**Exercise prompt**
Only those lines in the data below from the line containing "let mut points" through the line containing "let quad = Quad::new(points);", both included, should be restated word for word.

**Records supplied**
'''

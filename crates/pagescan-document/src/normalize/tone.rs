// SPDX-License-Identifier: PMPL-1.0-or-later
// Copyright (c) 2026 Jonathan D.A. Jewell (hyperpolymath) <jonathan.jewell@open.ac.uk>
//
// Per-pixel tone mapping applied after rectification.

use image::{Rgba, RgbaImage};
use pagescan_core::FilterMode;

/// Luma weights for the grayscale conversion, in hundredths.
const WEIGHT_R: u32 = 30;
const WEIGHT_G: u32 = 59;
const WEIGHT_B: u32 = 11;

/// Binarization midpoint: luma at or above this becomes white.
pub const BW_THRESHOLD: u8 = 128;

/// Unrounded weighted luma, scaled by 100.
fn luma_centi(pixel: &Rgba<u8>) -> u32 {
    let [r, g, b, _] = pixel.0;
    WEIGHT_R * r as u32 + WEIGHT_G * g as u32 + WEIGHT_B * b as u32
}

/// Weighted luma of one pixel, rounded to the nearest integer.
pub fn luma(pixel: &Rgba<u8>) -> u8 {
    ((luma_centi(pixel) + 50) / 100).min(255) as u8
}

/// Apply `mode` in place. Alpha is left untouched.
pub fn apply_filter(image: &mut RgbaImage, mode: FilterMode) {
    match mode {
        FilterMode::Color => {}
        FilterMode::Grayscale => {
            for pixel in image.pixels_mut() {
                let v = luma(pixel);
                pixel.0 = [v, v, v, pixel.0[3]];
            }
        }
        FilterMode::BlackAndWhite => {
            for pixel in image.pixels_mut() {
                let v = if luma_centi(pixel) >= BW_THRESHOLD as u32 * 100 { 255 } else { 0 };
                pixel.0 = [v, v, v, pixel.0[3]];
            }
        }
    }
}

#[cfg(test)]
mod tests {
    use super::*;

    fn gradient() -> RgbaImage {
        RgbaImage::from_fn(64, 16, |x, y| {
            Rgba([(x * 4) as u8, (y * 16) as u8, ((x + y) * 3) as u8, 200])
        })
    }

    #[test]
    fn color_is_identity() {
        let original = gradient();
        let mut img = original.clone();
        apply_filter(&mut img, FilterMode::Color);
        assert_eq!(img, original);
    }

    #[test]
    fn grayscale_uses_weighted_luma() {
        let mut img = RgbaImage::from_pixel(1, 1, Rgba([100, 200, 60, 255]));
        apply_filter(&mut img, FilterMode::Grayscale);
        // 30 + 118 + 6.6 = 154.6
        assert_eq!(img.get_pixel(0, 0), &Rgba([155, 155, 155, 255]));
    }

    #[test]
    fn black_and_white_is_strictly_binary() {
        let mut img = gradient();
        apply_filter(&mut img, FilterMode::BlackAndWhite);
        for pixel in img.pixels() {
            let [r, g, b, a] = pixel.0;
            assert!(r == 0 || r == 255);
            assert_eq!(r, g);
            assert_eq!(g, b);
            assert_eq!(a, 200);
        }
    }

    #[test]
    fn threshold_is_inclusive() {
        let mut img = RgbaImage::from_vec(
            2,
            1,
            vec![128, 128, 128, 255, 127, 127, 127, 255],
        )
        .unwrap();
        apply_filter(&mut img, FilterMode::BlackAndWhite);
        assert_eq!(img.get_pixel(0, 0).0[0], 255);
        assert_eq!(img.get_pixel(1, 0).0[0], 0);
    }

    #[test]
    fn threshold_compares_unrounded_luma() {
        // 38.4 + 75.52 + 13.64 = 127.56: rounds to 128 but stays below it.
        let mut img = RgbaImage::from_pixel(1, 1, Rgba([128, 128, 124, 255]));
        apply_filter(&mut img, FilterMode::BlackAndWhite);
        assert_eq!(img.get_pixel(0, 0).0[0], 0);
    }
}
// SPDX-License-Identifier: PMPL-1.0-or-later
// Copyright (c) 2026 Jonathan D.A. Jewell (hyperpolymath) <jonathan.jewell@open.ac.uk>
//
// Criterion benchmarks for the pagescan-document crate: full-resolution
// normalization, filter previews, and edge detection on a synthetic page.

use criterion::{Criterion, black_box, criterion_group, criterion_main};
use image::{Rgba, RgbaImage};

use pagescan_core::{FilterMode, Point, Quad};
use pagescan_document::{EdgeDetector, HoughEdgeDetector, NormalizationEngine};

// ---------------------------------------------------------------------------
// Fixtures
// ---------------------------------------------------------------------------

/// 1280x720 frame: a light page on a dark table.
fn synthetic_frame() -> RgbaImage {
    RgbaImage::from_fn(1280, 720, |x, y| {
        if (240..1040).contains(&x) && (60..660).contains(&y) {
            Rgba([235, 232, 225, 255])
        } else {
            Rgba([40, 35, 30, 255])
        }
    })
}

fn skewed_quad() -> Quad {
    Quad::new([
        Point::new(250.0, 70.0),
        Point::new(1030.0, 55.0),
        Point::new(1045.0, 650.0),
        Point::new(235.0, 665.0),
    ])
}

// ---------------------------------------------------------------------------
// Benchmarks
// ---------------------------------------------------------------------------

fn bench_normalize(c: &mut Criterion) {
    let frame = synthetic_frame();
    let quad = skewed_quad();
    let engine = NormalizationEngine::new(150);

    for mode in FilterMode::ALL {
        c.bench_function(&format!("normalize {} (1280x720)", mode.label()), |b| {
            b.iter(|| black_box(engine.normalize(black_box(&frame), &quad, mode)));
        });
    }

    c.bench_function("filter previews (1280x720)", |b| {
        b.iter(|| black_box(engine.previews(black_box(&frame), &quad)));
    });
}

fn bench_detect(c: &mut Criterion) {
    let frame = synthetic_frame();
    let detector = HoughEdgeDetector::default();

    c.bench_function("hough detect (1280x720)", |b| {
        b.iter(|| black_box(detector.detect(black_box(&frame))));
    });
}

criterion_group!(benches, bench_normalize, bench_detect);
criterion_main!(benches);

'''
'''

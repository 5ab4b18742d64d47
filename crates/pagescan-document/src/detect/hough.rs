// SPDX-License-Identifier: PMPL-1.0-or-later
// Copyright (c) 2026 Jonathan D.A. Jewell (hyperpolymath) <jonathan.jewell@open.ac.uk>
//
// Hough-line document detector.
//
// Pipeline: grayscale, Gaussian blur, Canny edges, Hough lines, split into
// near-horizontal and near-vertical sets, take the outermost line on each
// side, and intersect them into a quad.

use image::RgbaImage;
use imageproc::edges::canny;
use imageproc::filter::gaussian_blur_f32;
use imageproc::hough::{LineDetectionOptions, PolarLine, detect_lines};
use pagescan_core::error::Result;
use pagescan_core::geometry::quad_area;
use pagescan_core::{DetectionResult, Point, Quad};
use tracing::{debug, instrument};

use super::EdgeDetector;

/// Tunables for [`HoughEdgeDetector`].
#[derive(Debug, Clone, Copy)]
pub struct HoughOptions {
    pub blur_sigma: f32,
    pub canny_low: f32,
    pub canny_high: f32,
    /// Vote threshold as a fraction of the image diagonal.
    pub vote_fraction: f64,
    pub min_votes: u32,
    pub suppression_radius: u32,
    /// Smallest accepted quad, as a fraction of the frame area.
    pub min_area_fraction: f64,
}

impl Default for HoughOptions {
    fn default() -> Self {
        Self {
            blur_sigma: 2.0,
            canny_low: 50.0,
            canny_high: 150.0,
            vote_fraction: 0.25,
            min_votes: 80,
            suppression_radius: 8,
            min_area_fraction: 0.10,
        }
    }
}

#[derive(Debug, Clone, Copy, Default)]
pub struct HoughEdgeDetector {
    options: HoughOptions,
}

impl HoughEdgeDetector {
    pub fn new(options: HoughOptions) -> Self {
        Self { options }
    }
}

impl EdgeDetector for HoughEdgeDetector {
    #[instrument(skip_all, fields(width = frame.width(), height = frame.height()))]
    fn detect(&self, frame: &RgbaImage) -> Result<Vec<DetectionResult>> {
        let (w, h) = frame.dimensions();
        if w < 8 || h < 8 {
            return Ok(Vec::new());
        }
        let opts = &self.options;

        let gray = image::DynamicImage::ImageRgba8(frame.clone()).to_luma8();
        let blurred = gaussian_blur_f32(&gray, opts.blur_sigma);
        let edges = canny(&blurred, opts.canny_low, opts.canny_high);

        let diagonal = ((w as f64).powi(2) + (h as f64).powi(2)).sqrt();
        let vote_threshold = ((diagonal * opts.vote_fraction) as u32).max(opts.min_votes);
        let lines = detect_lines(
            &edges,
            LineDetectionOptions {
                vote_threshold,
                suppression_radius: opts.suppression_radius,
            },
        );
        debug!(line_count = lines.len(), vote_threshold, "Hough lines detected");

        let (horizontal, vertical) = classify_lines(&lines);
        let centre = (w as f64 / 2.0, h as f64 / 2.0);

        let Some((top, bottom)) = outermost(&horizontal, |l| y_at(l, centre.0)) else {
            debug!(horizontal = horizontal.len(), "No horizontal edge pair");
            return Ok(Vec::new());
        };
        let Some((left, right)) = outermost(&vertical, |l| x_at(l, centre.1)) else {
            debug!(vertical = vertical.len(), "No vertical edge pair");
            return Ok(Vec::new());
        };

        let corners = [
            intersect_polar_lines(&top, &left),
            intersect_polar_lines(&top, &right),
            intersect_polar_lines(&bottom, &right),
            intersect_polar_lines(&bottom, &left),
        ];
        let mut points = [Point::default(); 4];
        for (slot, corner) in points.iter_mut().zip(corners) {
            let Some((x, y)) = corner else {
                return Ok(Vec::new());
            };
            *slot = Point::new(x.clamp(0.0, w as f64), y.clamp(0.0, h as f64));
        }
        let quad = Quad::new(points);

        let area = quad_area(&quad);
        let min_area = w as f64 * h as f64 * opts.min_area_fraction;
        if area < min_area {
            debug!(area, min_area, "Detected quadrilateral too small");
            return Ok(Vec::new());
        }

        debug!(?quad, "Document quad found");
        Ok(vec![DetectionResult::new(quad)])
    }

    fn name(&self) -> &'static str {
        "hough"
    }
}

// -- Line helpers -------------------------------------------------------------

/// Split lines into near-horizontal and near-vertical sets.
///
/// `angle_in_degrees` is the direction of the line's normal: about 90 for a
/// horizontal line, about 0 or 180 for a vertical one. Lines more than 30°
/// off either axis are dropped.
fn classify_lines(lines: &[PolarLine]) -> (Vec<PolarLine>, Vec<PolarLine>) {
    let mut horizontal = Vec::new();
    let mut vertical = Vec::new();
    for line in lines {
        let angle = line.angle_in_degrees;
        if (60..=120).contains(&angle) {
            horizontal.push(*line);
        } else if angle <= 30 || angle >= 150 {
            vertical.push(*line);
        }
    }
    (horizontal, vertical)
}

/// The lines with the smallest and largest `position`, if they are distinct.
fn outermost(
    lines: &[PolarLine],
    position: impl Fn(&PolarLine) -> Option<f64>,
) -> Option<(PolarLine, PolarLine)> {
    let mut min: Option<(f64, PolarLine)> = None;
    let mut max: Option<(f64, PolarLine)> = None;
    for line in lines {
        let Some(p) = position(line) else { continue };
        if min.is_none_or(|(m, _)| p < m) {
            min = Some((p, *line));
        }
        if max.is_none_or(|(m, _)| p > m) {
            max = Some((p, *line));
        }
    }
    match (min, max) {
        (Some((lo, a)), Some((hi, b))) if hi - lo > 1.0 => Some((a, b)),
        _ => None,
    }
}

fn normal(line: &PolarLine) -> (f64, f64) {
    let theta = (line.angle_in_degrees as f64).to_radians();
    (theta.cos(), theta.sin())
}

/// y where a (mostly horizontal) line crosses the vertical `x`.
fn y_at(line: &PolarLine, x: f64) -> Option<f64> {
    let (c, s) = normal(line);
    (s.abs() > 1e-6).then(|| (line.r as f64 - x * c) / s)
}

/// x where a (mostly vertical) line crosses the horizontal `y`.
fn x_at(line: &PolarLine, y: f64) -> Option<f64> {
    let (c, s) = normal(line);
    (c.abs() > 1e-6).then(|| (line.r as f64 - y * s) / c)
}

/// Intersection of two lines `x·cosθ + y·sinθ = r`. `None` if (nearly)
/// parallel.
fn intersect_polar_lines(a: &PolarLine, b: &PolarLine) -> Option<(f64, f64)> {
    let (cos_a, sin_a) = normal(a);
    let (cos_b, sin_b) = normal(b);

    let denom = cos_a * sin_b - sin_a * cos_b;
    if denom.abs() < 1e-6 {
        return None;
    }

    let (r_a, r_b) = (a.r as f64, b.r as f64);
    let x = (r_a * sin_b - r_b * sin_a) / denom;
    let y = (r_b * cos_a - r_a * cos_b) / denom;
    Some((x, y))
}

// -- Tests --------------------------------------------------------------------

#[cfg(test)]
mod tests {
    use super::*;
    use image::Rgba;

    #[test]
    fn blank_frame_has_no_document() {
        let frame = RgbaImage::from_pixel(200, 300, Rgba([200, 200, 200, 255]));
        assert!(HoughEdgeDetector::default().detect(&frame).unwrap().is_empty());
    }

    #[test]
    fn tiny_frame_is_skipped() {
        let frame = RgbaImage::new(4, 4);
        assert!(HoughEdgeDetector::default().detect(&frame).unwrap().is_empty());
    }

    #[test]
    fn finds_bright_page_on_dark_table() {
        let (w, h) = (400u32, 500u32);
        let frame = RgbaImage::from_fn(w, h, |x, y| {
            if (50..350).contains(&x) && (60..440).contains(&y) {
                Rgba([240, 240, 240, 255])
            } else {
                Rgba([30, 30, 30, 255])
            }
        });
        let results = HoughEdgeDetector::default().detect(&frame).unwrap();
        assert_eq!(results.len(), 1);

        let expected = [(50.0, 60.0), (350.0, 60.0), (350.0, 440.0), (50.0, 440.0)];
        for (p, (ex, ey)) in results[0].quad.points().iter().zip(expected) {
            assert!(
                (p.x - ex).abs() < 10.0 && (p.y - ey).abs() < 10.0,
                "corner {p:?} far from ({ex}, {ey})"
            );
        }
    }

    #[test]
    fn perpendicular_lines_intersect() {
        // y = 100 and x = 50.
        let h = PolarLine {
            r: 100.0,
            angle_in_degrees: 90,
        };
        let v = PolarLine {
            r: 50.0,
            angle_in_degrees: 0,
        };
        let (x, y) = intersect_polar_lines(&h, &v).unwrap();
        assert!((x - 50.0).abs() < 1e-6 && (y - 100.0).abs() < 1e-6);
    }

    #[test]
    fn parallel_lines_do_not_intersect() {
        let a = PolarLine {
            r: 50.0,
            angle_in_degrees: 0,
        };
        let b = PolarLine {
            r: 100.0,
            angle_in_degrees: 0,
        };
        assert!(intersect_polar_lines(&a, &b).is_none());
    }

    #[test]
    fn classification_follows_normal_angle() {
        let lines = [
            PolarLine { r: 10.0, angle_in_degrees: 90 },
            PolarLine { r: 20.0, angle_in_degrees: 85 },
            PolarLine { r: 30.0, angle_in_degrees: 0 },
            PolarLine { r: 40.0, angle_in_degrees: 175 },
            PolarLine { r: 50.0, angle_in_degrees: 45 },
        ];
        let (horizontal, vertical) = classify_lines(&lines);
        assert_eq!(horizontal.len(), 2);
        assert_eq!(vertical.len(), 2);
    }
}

'''

**Result below**
        let mut points = [Point::default(); 4];
        for (slot, corner) in points.iter_mut().zip(corners) {
            let Some((x, y)) = corner else {
                return Ok(Vec::new());
            };
            *slot = Point::new(x.clamp(0.0, w as f64), y.clamp(0.0, h as f64));
        }
        let quad = Quad::new(points);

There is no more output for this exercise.